ISU miring sedang menerpa FIFA setelah munculnya tuduhan Piala Dunia 2026 telah diatur demi memuluskan langkah Timnas Argentina mempertahankan gelar juara. Rumor konspirasi ini kian memanas pasca-kemenangan dramatis tim berjuluk Albiceleste tersebut atas Mesir di babak 16 besar.
Pihak Mesir, baik pemain maupun staf, secara terbuka melayangkan protes keras dan mengklaim bahwa kepemimpinan wasit condong menguntungkan sang juara bertahan. Situasi ini diperparah oleh keputusan kontroversial sebelumnya saat Lionel Messi lolos dari kartu merah dalam laga kontra Aljazair.
Tekanan kini mengarah kepada Presiden FIFA, Gianni Infantino, yang sebelumnya juga sempat dikritik karena mengaku ikut menderita saat menyaksikan Argentina bersusah payah mengalahkan Tanjung Verde. Jika keputusan kontroversial kembali terjadi di laga perempatfinal melawan Swiss, kredibilitas turnamen dipastikan kian tersudut.
Di tengah riuhnya tudingan miring kepada Argentina saat ini, sebuah video lawas yang memperlihatkan sisi emosional Messi mendadak viral kembali di media sosial X. Menariknya, video tersebut justru berisi momen ketika La Pulga menuduh turnamen lain telah disetting untuk negara rival.
Momen itu terjadi pada Copa America 2019, ketika Argentina berhasil mengamankan peringkat ketiga setelah menumbangkan Chile. Namun, laga tersebut ternoda oleh kartu merah yang diterima Messi, yang menjadi kartu merah kedua sepanjang karier profesionalnya.

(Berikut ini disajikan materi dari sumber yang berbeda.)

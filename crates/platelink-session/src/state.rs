//! Session state machine with thread-safe transitions.
//!
//! Enforces valid state transitions for the engine session lifecycle:
//! - Closed -> Opening (open issued)
//! - Opening -> Ready (open completed)
//! - Ready -> Configuring -> Recognizing (start issued, then completed)
//! - Recognizing -> Stopping -> Ready (stop issued, then completed)
//! - any open state -> Closing -> Closed (close issued, then completed)
//! - Opening -> Failed (fatal open failure); Failed -> Closing (teardown)
//!
//! A disconnect bypasses the table entirely via `reset()`.

use std::fmt;
use std::sync::{Arc, Mutex};

use platelink_core::error::PlatelinkError;

/// Operational state of an engine session.
///
/// Because every command's effect arrives asynchronously, the session
/// rejects commands illegal for the state it is in right now rather than
/// assuming the previous command already took effect.
#[derive(Debug, Clone, Copy, PartialEq, Eq, Hash)]
pub enum SessionState {
    /// No connection. The only state `open()` is accepted in.
    Closed,
    /// Open command issued; waiting for the `opened` completion.
    Opening,
    /// Connected and idle. Recognition can be started.
    Ready,
    /// Start command issued; waiting for the `started` completion.
    Configuring,
    /// Recognition running; result batches streaming.
    Recognizing,
    /// Stop command issued; waiting for the `stopped` completion.
    Stopping,
    /// Close command issued; waiting for the `closed` completion.
    Closing,
    /// Fatal engine failure. Absorbing except for teardown.
    Failed,
}

impl fmt::Display for SessionState {
    fn fmt(&self, f: &mut fmt::Formatter<'_>) -> fmt::Result {
        match self {
            SessionState::Closed => write!(f, "Closed"),
            SessionState::Opening => write!(f, "Opening"),
            SessionState::Ready => write!(f, "Ready"),
            SessionState::Configuring => write!(f, "Configuring"),
            SessionState::Recognizing => write!(f, "Recognizing"),
            SessionState::Stopping => write!(f, "Stopping"),
            SessionState::Closing => write!(f, "Closing"),
            SessionState::Failed => write!(f, "Failed"),
        }
    }
}

impl SessionState {
    /// Returns whether a transition from `self` to `target` is valid.
    pub fn can_transition_to(&self, target: &SessionState) -> bool {
        use SessionState::*;
        matches!(
            (self, target),
            (Closed, Opening)
                | (Opening, Ready)
                | (Opening, Failed)
                | (Ready, Configuring)
                | (Configuring, Recognizing)
                // Start failure falls back to idle
                | (Configuring, Ready)
                | (Recognizing, Stopping)
                | (Stopping, Ready)
                // Close is honored from every open state
                | (Opening, Closing)
                | (Ready, Closing)
                | (Configuring, Closing)
                | (Recognizing, Closing)
                | (Stopping, Closing)
                | (Failed, Closing)
                | (Closing, Closed)
        )
    }

    /// True for every state in which a connection exists or is pending.
    pub fn is_open(&self) -> bool {
        !matches!(self, SessionState::Closed)
    }
}

/// Thread-safe state machine for session state transitions.
///
/// Cloning shares the underlying state; all transitions are validated
/// against the table before being applied.
#[derive(Debug, Clone)]
pub struct StateMachine {
    state: Arc<Mutex<SessionState>>,
}

impl Default for StateMachine {
    fn default() -> Self {
        Self::new()
    }
}

impl StateMachine {
    /// Create a new state machine initialized to `Closed`.
    pub fn new() -> Self {
        Self {
            state: Arc::new(Mutex::new(SessionState::Closed)),
        }
    }

    /// Returns the current state.
    pub fn current(&self) -> SessionState {
        *self.state.lock().expect("state mutex poisoned")
    }

    /// Attempt to transition to the target state.
    pub fn transition(&self, target: SessionState) -> Result<(), PlatelinkError> {
        let mut state = self.state.lock().expect("state mutex poisoned");
        if state.can_transition_to(&target) {
            tracing::debug!("Session state: {} -> {}", *state, target);
            *state = target;
            Ok(())
        } else {
            Err(PlatelinkError::InvalidState {
                operation: "transition",
                state: state.to_string(),
            })
        }
    }

    /// Force the state machine back to `Closed`. Used only for the
    /// disconnect reset, which is legal from any state.
    pub fn reset(&self) {
        let mut state = self.state.lock().expect("state mutex poisoned");
        tracing::warn!("Session state machine reset to Closed from {}", *state);
        *state = SessionState::Closed;
    }
}

// =============================================================================
// Tests
// =============================================================================

#[cfg(test)]
mod tests {
    use super::*;

    #[test]
    fn test_state_display() {
        assert_eq!(SessionState::Closed.to_string(), "Closed");
        assert_eq!(SessionState::Opening.to_string(), "Opening");
        assert_eq!(SessionState::Ready.to_string(), "Ready");
        assert_eq!(SessionState::Configuring.to_string(), "Configuring");
        assert_eq!(SessionState::Recognizing.to_string(), "Recognizing");
        assert_eq!(SessionState::Stopping.to_string(), "Stopping");
        assert_eq!(SessionState::Closing.to_string(), "Closing");
        assert_eq!(SessionState::Failed.to_string(), "Failed");
    }

    #[test]
    fn test_valid_transitions() {
        use SessionState::*;
        // Forward path
        assert!(Closed.can_transition_to(&Opening));
        assert!(Opening.can_transition_to(&Ready));
        assert!(Ready.can_transition_to(&Configuring));
        assert!(Configuring.can_transition_to(&Recognizing));
        assert!(Recognizing.can_transition_to(&Stopping));
        assert!(Stopping.can_transition_to(&Ready));
        assert!(Closing.can_transition_to(&Closed));

        // Failure paths
        assert!(Opening.can_transition_to(&Failed));
        assert!(Configuring.can_transition_to(&Ready));

        // Close from every open state
        for state in [Opening, Ready, Configuring, Recognizing, Stopping, Failed] {
            assert!(state.can_transition_to(&Closing), "close from {state}");
        }
    }

    #[test]
    fn test_invalid_transitions() {
        use SessionState::*;
        // Cannot skip states
        assert!(!Closed.can_transition_to(&Ready));
        assert!(!Closed.can_transition_to(&Recognizing));
        assert!(!Ready.can_transition_to(&Recognizing));
        assert!(!Opening.can_transition_to(&Recognizing));

        // Cannot close a closed or closing session via the table
        assert!(!Closed.can_transition_to(&Closing));
        assert!(!Closing.can_transition_to(&Closing));

        // Failed is absorbing except for teardown
        assert!(!Failed.can_transition_to(&Ready));
        assert!(!Failed.can_transition_to(&Opening));

        // Cannot transition to self
        for state in [Closed, Opening, Ready, Configuring, Recognizing, Stopping, Closing, Failed]
        {
            assert!(!state.can_transition_to(&state));
        }
    }

    #[test]
    fn test_is_open() {
        assert!(!SessionState::Closed.is_open());
        for state in [
            SessionState::Opening,
            SessionState::Ready,
            SessionState::Configuring,
            SessionState::Recognizing,
            SessionState::Stopping,
            SessionState::Closing,
            SessionState::Failed,
        ] {
            assert!(state.is_open());
        }
    }

    #[test]
    fn test_state_machine_happy_path() {
        let sm = StateMachine::new();
        assert_eq!(sm.current(), SessionState::Closed);

        sm.transition(SessionState::Opening).unwrap();
        sm.transition(SessionState::Ready).unwrap();
        sm.transition(SessionState::Configuring).unwrap();
        sm.transition(SessionState::Recognizing).unwrap();
        sm.transition(SessionState::Stopping).unwrap();
        sm.transition(SessionState::Ready).unwrap();
        sm.transition(SessionState::Closing).unwrap();
        sm.transition(SessionState::Closed).unwrap();
        assert_eq!(sm.current(), SessionState::Closed);
    }

    #[test]
    fn test_state_machine_invalid_transition_leaves_state() {
        let sm = StateMachine::new();
        let result = sm.transition(SessionState::Recognizing);
        assert!(result.is_err());
        assert_eq!(sm.current(), SessionState::Closed);
    }

    #[test]
    fn test_state_machine_reset_from_any_state() {
        let sm = StateMachine::new();
        sm.transition(SessionState::Opening).unwrap();
        sm.transition(SessionState::Ready).unwrap();
        sm.transition(SessionState::Configuring).unwrap();
        sm.transition(SessionState::Recognizing).unwrap();
        sm.reset();
        assert_eq!(sm.current(), SessionState::Closed);
    }

    #[test]
    fn test_state_machine_clone_is_shared() {
        let sm1 = StateMachine::new();
        let sm2 = sm1.clone();
        sm1.transition(SessionState::Opening).unwrap();
        assert_eq!(sm2.current(), SessionState::Opening);
    }

    #[test]
    fn test_transition_error_names_current_state() {
        let sm = StateMachine::new();
        match sm.transition(SessionState::Stopping) {
            Err(PlatelinkError::InvalidState { state, .. }) => {
                assert_eq!(state, "Closed");
            }
            other => panic!("expected InvalidState, got {other:?}"),
        }
    }
}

Seusai pertandingan, kapten Argentina tersebut tidak dapat membendung kekecewaannya dan langsung menyerang CONMEBOL selaku pihak penyelenggara. Messi dengan lantang menyebut bahwa turnamen tersebut sudah dirancang agar sang tuan rumah, Brasil, keluar sebagai juara.
"Kami tidak harus menjadi bagian dari korupsi ini," cetus Messi dengan nada geram, sebagaimana dilansir dari laporan NBC.